Après le conflit, la chienlit ? Sauve-qui-peut l’université !

octobre 2009
Etudiants et chercheurs ont repris le chemin des amphis et des laboratoires. Mais les motifs des dernières grèves, les plus importantes depuis 68, sont toujours là. Tout comme le gouvernement qui maintient le cap sur les réformes contestées…

Les étudiants vont déserter les facultés ! A court d’arguments, après plusieurs mois d’un conflit sans précédent depuis 1968, le gouvernement a agité cette menace : les grèves à répétition sont le meilleur moyen de décrédibiliser l’université et d’inciter les lauréats du bac à se diriger vers les autres formations, comme les IUT ou les classes préparatoires. Même des « profs en lutte » ont été sensibles au raisonnement, préférant suspendre le mouvement pour assurer les examens et ne pas priver de diplômes leurs étudiants. Une crainte de désertion des facs démentie par les chiffres. De fait, autant d’étudiants se sont inscrits cette rentrée que lors de la précédente.

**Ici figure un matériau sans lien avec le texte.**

//! Game state and core simulation types
//!
//! The session singleton and every entity pool live here. There is no
//! dynamic allocation during play: all pools are fixed-capacity slot arrays.

use glam::IVec2;
use rand::{Rng, SeedableRng};
use rand_pcg::Pcg32;

use crate::consts::*;
use crate::settings::Settings;

/// Session state; gates which subsystems run
#[derive(Debug, Clone, Copy, PartialEq, Eq)]
pub enum Phase {
    /// Navigation/toggle input only, no simulation
    Menu,
    /// Full tick pipeline runs
    Playing,
    /// Simulation frozen, awaiting confirm
    GameOver,
}

/// Obstacle class
///
/// Per-class speed deltas and hitbox geometry are associated constants of
/// the variant rather than dynamic dispatch.
#[derive(Debug, Clone, Copy, PartialEq, Eq, Default)]
pub enum ObstacleKind {
    /// Inset hitbox, moves faster than base
    Narrow,
    #[default]
    Standard,
    /// Spans two lane-widths centered on its lane, moves slower; the
    /// periodic "boss" encounter
    Wide,
}

impl ObstacleKind {
    /// Added to the base per-tick displacement
    pub fn speed_delta(self) -> i16 {
        match self {
            ObstacleKind::Narrow => 1,
            ObstacleKind::Standard => 0,
            ObstacleKind::Wide => -1,
        }
    }

    /// Margin past the bottom edge before the slot is retired
    pub fn despawn_height(self) -> i16 {
        match self {
            ObstacleKind::Wide => 16,
            _ => 12,
        }
    }
}

/// Power-up effect kind
#[derive(Debug, Clone, Copy, PartialEq, Eq, Default)]
pub enum PowerUpKind {
    #[default]
    Shield,
    Magnet,
    Refuel,
}

/// Side of the road a decoration sits on
#[derive(Debug, Clone, Copy, PartialEq, Eq, Default)]
pub enum RoadSide {
    #[default]
    Left,
    Right,
}

/// Cosmetic decoration variant
#[derive(Debug, Clone, Copy, PartialEq, Eq, Default)]
pub enum DecorKind {
    #[default]
    Tree,
    Sign,
}

#[derive(Debug, Clone, Copy, PartialEq, Eq, Default)]
pub struct Obstacle {
    pub lane: i8,
    pub y: i16,
    pub alive: bool,
    pub kind: ObstacleKind,
}

#[derive(Debug, Clone, Copy, PartialEq, Eq, Default)]
pub struct Coin {
    pub lane: i8,
    pub y: i16,
    pub alive: bool,
}

#[derive(Debug, Clone, Copy, PartialEq, Eq, Default)]
pub struct PowerUp {
    pub lane: i8,
    pub y: i16,
    pub alive: bool,
    pub kind: PowerUpKind,
}

/// Roadside decoration; recycles forever, never interacts with gameplay
#[derive(Debug, Clone, Copy, PartialEq, Eq, Default)]
pub struct Decor {
    pub y: i16,
    pub side: RoadSide,
    pub kind: DecorKind,
}

/// Crash debris particle; inert once life hits 0
#[derive(Debug, Clone, Copy, PartialEq, Eq, Default)]
pub struct Particle {
    pub pos: IVec2,
    pub vel: IVec2,
    pub life: u8,
}

/// A fixed-capacity pool slot
pub trait PoolSlot {
    fn active(&self) -> bool;
    fn deactivate(&mut self);
}

macro_rules! impl_pool_slot {
    ($ty:ty) => {
        impl PoolSlot for $ty {
            fn active(&self) -> bool {
                self.alive
            }
            fn deactivate(&mut self) {
                self.alive = false;
            }
        }
    };
}

impl_pool_slot!(Obstacle);
impl_pool_slot!(Coin);
impl_pool_slot!(PowerUp);

/// First inactive slot, or None when the pool is saturated
///
/// Saturation is not an error: spawn attempts against a full pool simply
/// skip that tick, and the cadence check fires again later.
pub fn allocate<T: PoolSlot>(pool: &mut [T]) -> Option<&mut T> {
    pool.iter_mut().find(|slot| !slot.active())
}

/// Clear a slot's active flag
pub fn retire<T: PoolSlot>(pool: &mut [T], slot: usize) {
    pool[slot].deactivate();
}

/// Menu entries, in display order
#[derive(Debug, Clone, Copy, PartialEq, Eq)]
pub enum MenuEntry {
    Start,
    Sound,
    Night,
    Difficulty,
}

impl MenuEntry {
    pub const COUNT: u8 = 4;

    pub fn from_index(idx: u8) -> Self {
        match idx {
            0 => MenuEntry::Start,
            1 => MenuEntry::Sound,
            2 => MenuEntry::Night,
            _ => MenuEntry::Difficulty,
        }
    }
}

/// Notifications emitted by the core for external collaborators
///
/// Timer commands drive the tick scheduler; the rest are fire-and-forget
/// feedback cues. Failure to act on a cue is not observable to the core.
#[derive(Debug, Clone, Copy, PartialEq, Eq)]
pub enum GameEvent {
    /// Begin periodic ticking (episode start)
    TimerStart { period_ms: u16 },
    /// Drop and recreate the periodic timer with a new period (level-up)
    TimerRestart { period_ms: u16 },
    /// Halt ticking (pause-to-menu, game over)
    TimerStop,
    LaneChanged,
    CoinCollected { combo: u8 },
    PowerUpCollected { kind: PowerUpKind },
    Crashed,
    LevelUp { level: u8 },
    GameOver { new_best: bool },
    /// Back pressed outside an episode
    ExitRequested,
}

/// Complete session state
///
/// Owned exclusively by the tick-processing loop; passed by `&mut` through
/// the call chain, never shared.
#[derive(Debug, Clone, PartialEq)]
pub struct GameState {
    pub phase: Phase,
    pub player_lane: i8,
    pub score: u32,
    pub high_score: u32,
    pub level: u8,
    pub lives: u8,
    /// Current tick period in ms; the external scheduler owns the timer itself
    pub period_ms: u16,
    pub tick_count: u32,
    /// Lane-dash animation phase, wraps at DASH_TOTAL
    pub road_scroll: i16,
    pub menu_idx: u8,
    /// Preferences; persist across episodes, mutated only from the menu
    pub settings: Settings,
    pub invincible_ticks: u8,
    pub shield_ticks: u8,
    pub magnet_ticks: u8,
    pub combo: u8,
    pub combo_display: u8,
    pub obstacles: [Obstacle; MAX_OBSTACLES],
    pub coins: [Coin; MAX_COINS],
    pub powerups: [PowerUp; MAX_POWERUPS],
    pub decor: [Decor; MAX_DECOR],
    pub particles: [Particle; MAX_PARTICLES],
    pub rng: Pcg32,
}

impl GameState {
    /// Fresh session in the menu, with persisted best score and preferences
    pub fn new(seed: u64, settings: Settings, high_score: u32) -> Self {
        Self {
            phase: Phase::Menu,
            player_lane: 1,
            score: 0,
            high_score,
            level: 0,
            lives: INITIAL_LIVES,
            period_ms: settings.difficulty.base_period_ms(),
            tick_count: 0,
            road_scroll: 0,
            menu_idx: 0,
            settings,
            invincible_ticks: 0,
            shield_ticks: 0,
            magnet_ticks: 0,
            combo: 0,
            combo_display: 0,
            obstacles: [Obstacle::default(); MAX_OBSTACLES],
            coins: [Coin::default(); MAX_COINS],
            powerups: [PowerUp::default(); MAX_POWERUPS],
            decor: [Decor::default(); MAX_DECOR],
            particles: [Particle::default(); MAX_PARTICLES],
            rng: Pcg32::seed_from_u64(seed),
        }
    }

    /// Reset everything but preferences and the best score, enter Playing
    ///
    /// Emits the timer-start command with the tier's base period.
    pub fn start_episode(&mut self, events: &mut Vec<GameEvent>) {
        self.phase = Phase::Playing;
        self.player_lane = 1;
        self.score = 0;
        self.level = 0;
        self.lives = INITIAL_LIVES;
        self.period_ms = self.settings.difficulty.base_period_ms();
        self.tick_count = 0;
        self.road_scroll = 0;
        self.invincible_ticks = 0;
        self.shield_ticks = 0;
        self.magnet_ticks = 0;
        self.combo = 0;
        self.combo_display = 0;

        for slot in self.obstacles.iter_mut() {
            slot.alive = false;
        }
        for slot in self.coins.iter_mut() {
            slot.alive = false;
        }
        for slot in self.powerups.iter_mut() {
            slot.alive = false;
        }
        for particle in self.particles.iter_mut() {
            particle.life = 0;
        }
        self.scatter_decor();

        events.push(GameEvent::TimerStart {
            period_ms: self.period_ms,
        });
    }

    /// Randomize all decoration slots over the visible track
    fn scatter_decor(&mut self) {
        for decor in self.decor.iter_mut() {
            decor.y = self.rng.random_range(0..SCREEN_H);
            decor.side = if self.rng.random_range(0..2) == 0 {
                RoadSide::Left
            } else {
                RoadSide::Right
            };
            decor.kind = if self.rng.random_range(0..2) == 0 {
                DecorKind::Tree
            } else {
                DecorKind::Sign
            };
        }
    }

    /// Overwrite the whole particle pool with a crash burst at (cx, cy)
    pub fn spawn_particle_burst(&mut self, cx: i16, cy: i16) {
        for particle in self.particles.iter_mut() {
            particle.pos = IVec2::new(cx as i32, cy as i32);
            particle.vel = IVec2::new(
                self.rng.random_range(0..7) - 3,
                self.rng.random_range(0..7) - 3,
            );
            particle.life = 8 + self.rng.random_range(0..5) as u8;
        }
    }
}

#[cfg(test)]
mod tests {
    use super::*;

    fn fresh_state() -> GameState {
        GameState::new(7, Settings::default(), 0)
    }

    #[test]
    fn allocate_returns_first_free_slot() {
        let mut state = fresh_state();
        state.obstacles[0].alive = true;
        state.obstacles[2].alive = true;

        let slot = allocate(&mut state.obstacles).unwrap();
        slot.alive = true;
        slot.lane = 2;
        assert!(state.obstacles[1].alive);
        assert_eq!(state.obstacles[1].lane, 2);
    }

    #[test]
    fn allocate_on_full_pool_is_none() {
        let mut state = fresh_state();
        for slot in state.obstacles.iter_mut() {
            slot.alive = true;
        }
        assert!(allocate(&mut state.obstacles).is_none());
    }

    #[test]
    fn retire_clears_active_flag() {
        let mut state = fresh_state();
        state.coins[1].alive = true;
        retire(&mut state.coins, 1);
        assert!(!state.coins[1].alive);
    }

    #[test]
    fn episode_reset_preserves_prefs_and_best() {
        let mut state = fresh_state();
        state.high_score = 1234;
        state.settings.night_mode = true;
        state.score = 500;
        state.lives = 1;
        state.combo = 4;
        state.obstacles[0].alive = true;

        let mut events = Vec::new();
        state.start_episode(&mut events);

        assert_eq!(state.phase, Phase::Playing);
        assert_eq!(state.score, 0);
        assert_eq!(state.lives, INITIAL_LIVES);
        assert_eq!(state.combo, 0);
        assert!(!state.obstacles[0].alive);
        assert_eq!(state.high_score, 1234);
        assert!(state.settings.night_mode);
        assert_eq!(
            events,
            vec![GameEvent::TimerStart {
                period_ms: state.settings.difficulty.base_period_ms()
            }]
        );
    }

    #[test]
    fn particle_burst_overwrites_every_slot() {
        let mut state = fresh_state();
        state.spawn_particle_burst(32, 60);
        for particle in state.particles.iter() {
            assert_eq!(particle.pos, glam::IVec2::new(32, 60));
            assert!((8..13).contains(&particle.life));
            assert!((-3..=3).contains(&particle.vel.x));
            assert!((-3..=3).contains(&particle.vel.y));
        }
    }
}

Un des sujets qui fâche, c’est la « masterisation ». Autrement dit, la réforme de la formation et du recrutement des maîtres (écoles et professeurs du secondaire) qui prévoit d’intégrer les IUFM à l’université. Derrière l’aspect technique, les enseignants dénoncent un appauvrissement des disciplines et une précarisation de leur statut. Les ministres de l’Education et de l’Enseignement supérieur doivent présenter un nouveau projet en décembre. Car si le gouvernement recule parfois, il ne change pas fondamentalement de cap. L’autonomie tant redoutée des universités est en marche : les six facultés réparties sur les deux académies de la région seront toutes officiellement « autonomes » en 2010.

05rv67yacine_grosse1.jpg

De quoi s’agit-il ? Pour les uns, cela va permettre de desserrer l’étau de l’Etat centralisateur jacobin en donnant plus de souplesse et de moyens à des facultés enfin ouvertes sur le monde de l’entreprise. Pour les autres, c’est prendre le risque de faire dépendre l’université des financements privés, de renforcer le pouvoir administratif de présidents tout-puissants au détriment d’une gouvernance collégiale et de la liberté pédagogique des chercheurs-enseignants. Craintes qu’aiguisent la transformation en cours de leur statut et le démantèlement du CNRS… Les tribulations de Laroussi Oueslati, président de l’université Toulon Var, inquiètent en effet quelque peu au moment où se constitue un corps « d’omniprésidents » des facultés…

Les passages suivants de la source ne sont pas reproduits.